I pulled a chair right in front of his wheelchair so that I was in his limited line of vision.
“I love you,” I said and touched his arm. “I love you, Dad.”
His face swung to mine. He was searching for my eyes. When we made contact, I said again, “I love you.” There was a flicker of response in his expression. His mouth shifted, he inhaled then the thought was gone. Dad couldn’t put it all together but he kept looking at me.
“I love you,” I said with a smile. “Do you love me too?”
His response was immediate and unmistakable, his use of actual words so rare as to be a miracle.
“Yes.”
Because of an incoming snowstorm, we extended our visit by a day and the delay gave us the most beautiful gift. I continued to play music while Dwayne and I were there at suppertime and that evening, when "King of the Road" came on, I turned it up and sang along. Dwayne joined in.
Then Dad.
My father tried to sing with us. When he tapped his hand against his leg, a couple of taps, in time to the music, my hands flew up to cover my mouth. It was like I was witnessing – Not a miracle but certainly something extraordinary.

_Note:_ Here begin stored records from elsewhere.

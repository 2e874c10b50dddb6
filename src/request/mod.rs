// Copyright (c) 2026 Bountyy Oy. All rights reserved.
// This software is proprietary and confidential.

//! Structured request model: the mutable surfaces of one HTTP request.

pub mod captured;
pub mod cookie;
pub mod data_container;
pub mod form;
pub mod fuzzable_request;
pub mod headers;
pub mod json;

pub use captured::CapturedRequest;
pub use cookie::Cookie;
pub use data_container::{DataContainer, FileUpload, ParamValue};
pub use form::{FieldKind, Form};
pub use fuzzable_request::{FuzzableRequest, RequestBody};
pub use headers::Headers;
pub use json::JsonNode;
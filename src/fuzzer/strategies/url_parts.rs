// Copyright (c) 2026 Bountyy Oy. All rights reserved.
// This software is proprietary and confidential.

use crate::errors::MutationResult;
use crate::fuzzer::mutant::{assemble_path, Mutant, MutantKind, PathEncoding, UrlFragments};
use crate::fuzzer::utils::percent_encode;
use crate::request::FuzzableRequest;

/// Mutants that replace one non-empty path segment.
///
/// Both a single- and a double-encoded variant are emitted for every
/// (segment, probe) pair.
pub fn create_url_parts_mutants(
    request: &FuzzableRequest,
    probes: &[String],
    append: bool,
) -> MutationResult<Vec<Mutant>> {
    let mut mutants = Vec::new();
    let path = request.path();
    let chunks: Vec<&str> = path.split('/').collect();

    for (idx, chunk) in chunks.iter().enumerate() {
        if chunk.is_empty() {
            continue;
        }

        let start = format!("{}/", chunks[..idx].join("/"));
        let end = if idx + 1 < chunks.len() {
            format!("/{}", chunks[idx + 1..].join("/"))
        } else {
            String::new()
        };
        let prefix = if append { *chunk } else { "" };

        for probe in probes {
            let single = percent_encode(probe, "");
            let double = percent_encode(&single, "");

            for (fuzzed, double_encoding) in [(single, false), (double, true)] {
                mutants.push(assemble_path(
                    MutantKind::UrlParts,
                    request,
                    UrlFragments {
                        start: start.clone(),
                        fuzzed: format!("{}{}", prefix, fuzzed),
                        end: end.clone(),
                    },
                    chunk,
                    probe,
                    PathEncoding {
                        double_encoding,
                        safe_chars: String::new(),
                    },
                )?);
            }
        }
    }

    Ok(mutants)
}
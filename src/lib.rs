// Copyright (c) 2026 Bountyy Oy. All rights reserved.
// This software is proprietary and confidential.

/**
 * Bountyy Oy - Mutation Engine Library
 * Exposes the request model, mutation engine and probe consumers
 *
 * @copyright 2026 Bountyy Oy
 * @license Proprietary
 */

pub mod config;
pub mod errors;
pub mod types;

// Structured request model
pub mod request;

// Mutation engine
pub mod fuzzer;

// Probe dispatch
pub mod http_client;
pub mod worker;
pub mod scanners;

pub use errors::{MutationError, MutationResult, ScannerError, ScannerResult};
pub use fuzzer::{CapabilitySet, Mutant, MutantFactory, MutantKind};
pub use request::FuzzableRequest;
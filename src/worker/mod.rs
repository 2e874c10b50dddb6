// Copyright (c) 2026 Bountyy Oy. All rights reserved.
// This software is proprietary and confidential.

/**
 * Worker Module
 * Bounded worker pool for independent probes
 *
 * © 2026 Bountyy Oy
 */

pub mod probe_pool;

pub use probe_pool::{ProbeOutcome, ProbePool};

In his book, Musicophilia, neurologist Oliver Sacks wrote about witnessing deeply demented people respond to music: “Once one has seen such responses, one knows there is still a sense of self to be called upon, even if music, and only music, can do the calling.”
When I was home the previous October [2007], Dad had seemed to perk up for my first few days but then the effort to be "normal" had become too much for him to sustain. I thought that would happen this time but his perkiness carried on. Dad had laughed so much this visit, visibly enjoyed the company of his son-in-law; perhaps the voice of a man, the handshakes made him feel like himself again. Not betrayed by his own brain, not forgotten by his friends.
I didn’t tell Dad we wouldn’t be in to see him tomorrow. I just kissed him on the cheek and said good night but emotion overwhelmed me and I hurried out of the room, leaving Dwayne alone to shake hands with Dad one last time. He came out of the room with tears in his eyes.
“Your father wouldn’t let go of my hand,” Dwayne said.